Background
Antiseizure medication (ASM) withdrawal can be considered after a period of seizure-freedom for patients with epilepsy. We interviewed clinicians who treat patients with epilepsy about challenges and existing information gaps regarding ASM withdrawal decisions.
Methods
We conducted six focus groups of 3–5 clinicians each (N = 25). We used purposive sampling to reach key informants with diversity of geography, specialty, and credentialing, focusing on epilepsy specialists who may have the greatest experience with these scenarios but also seeking non-specialist neurology input. We asked respondents to describe their greatest challenges when discussing ASM withdrawal with patients and making treatment decisions. We then performed thematic qualitative analysis.
Results
Twenty (80 %) participants were epileptologists or clinical neurophysiologists, and three (12 %) were physician extenders. Respondents identified many challenges when discussing ASM withdrawal with patients. Estimating an individual patient’s seizure risk was one of the greatest challenges, due to heterogeneity in etiologies, electroclinical syndromes, and other patient characteristics.
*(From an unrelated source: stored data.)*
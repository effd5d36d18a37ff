use crate::config::AgentKind;
use crate::error::ModelError;
use crate::ledger::PeriodRecord;
use crate::models::PricingExtras;
use crate::signal::Signals;
use crate::types::{Observation, Seconds};

use super::{TraderCore, TraderRole, delta};

/// Boiler, chiller or CHP unit feeding one network.
#[derive(Debug, Clone, Copy, Default)]
pub struct Converter;

impl TraderRole for Converter {
    fn kind(&self) -> AgentKind {
        AgentKind::Converter
    }

    fn record_real_energy(
        &mut self,
        start: &Observation,
        now: &Observation,
        period: &mut PeriodRecord,
    ) -> Result<(), ModelError> {
        let d = delta(start, now, "fHeatEnergy")?;
        // falling counter: heat consumed, cold produced
        if d < 0.0 {
            period.real_energy_neg = d.abs();
        } else {
            period.real_energy_pos = d.abs();
        }
        Ok(())
    }

    fn pricing_extras(
        &self,
        core: &TraderCore,
        (start, end): (Seconds, Seconds),
        signals: &Signals,
    ) -> PricingExtras {
        PricingExtras {
            is_running: core
                .ledger
                .last_row()
                .is_some_and(|row| row.record.cleared_energy_pos != 0.0),
            electricity_price: signals.electricity_price.mean(start, end),
            fuel_price: signals.fuel_price.mean(start, end),
            electricity_demand: signals.electricity_demand.mean(start, end),
            chp_renumeration: core.settings.chp_renumeration,
            energy_costs: 0.0,
        }
    }
}

#[cfg(test)]
mod tests {
    use super::*;
    use crate::traders::tests::obs;

    #[test]
    fn falling_counter_books_negative_energy() {
        let mut period = PeriodRecord::default();
        Converter
            .record_real_energy(&obs(&[("fHeatEnergy", 10.0)]), &obs(&[("fHeatEnergy", 7.5)]), &mut period)
            .unwrap();
        assert_eq!(period.real_energy_neg, 2.5);
        assert_eq!(period.real_energy_pos, 0.0);
    }
}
Additional challenges included weighing the net benefit versus harm of ASM discontinuation, dealing with uncertainty even if one could accurately estimate the chance of another seizure, and questions about optimal use of EEG. Respondents also noted challenges when patient preferences are not aligned with physician recommendations and the feeling of personal responsibility should the patient have a seizure after withdrawal.
Conclusions
Many challenges remain in ASM discontinuation decisions after a period of seizure-freedom. Our results encourage future efforts to improve individualized seizure risk prediction and to develop prediction models into seizure risk calculators.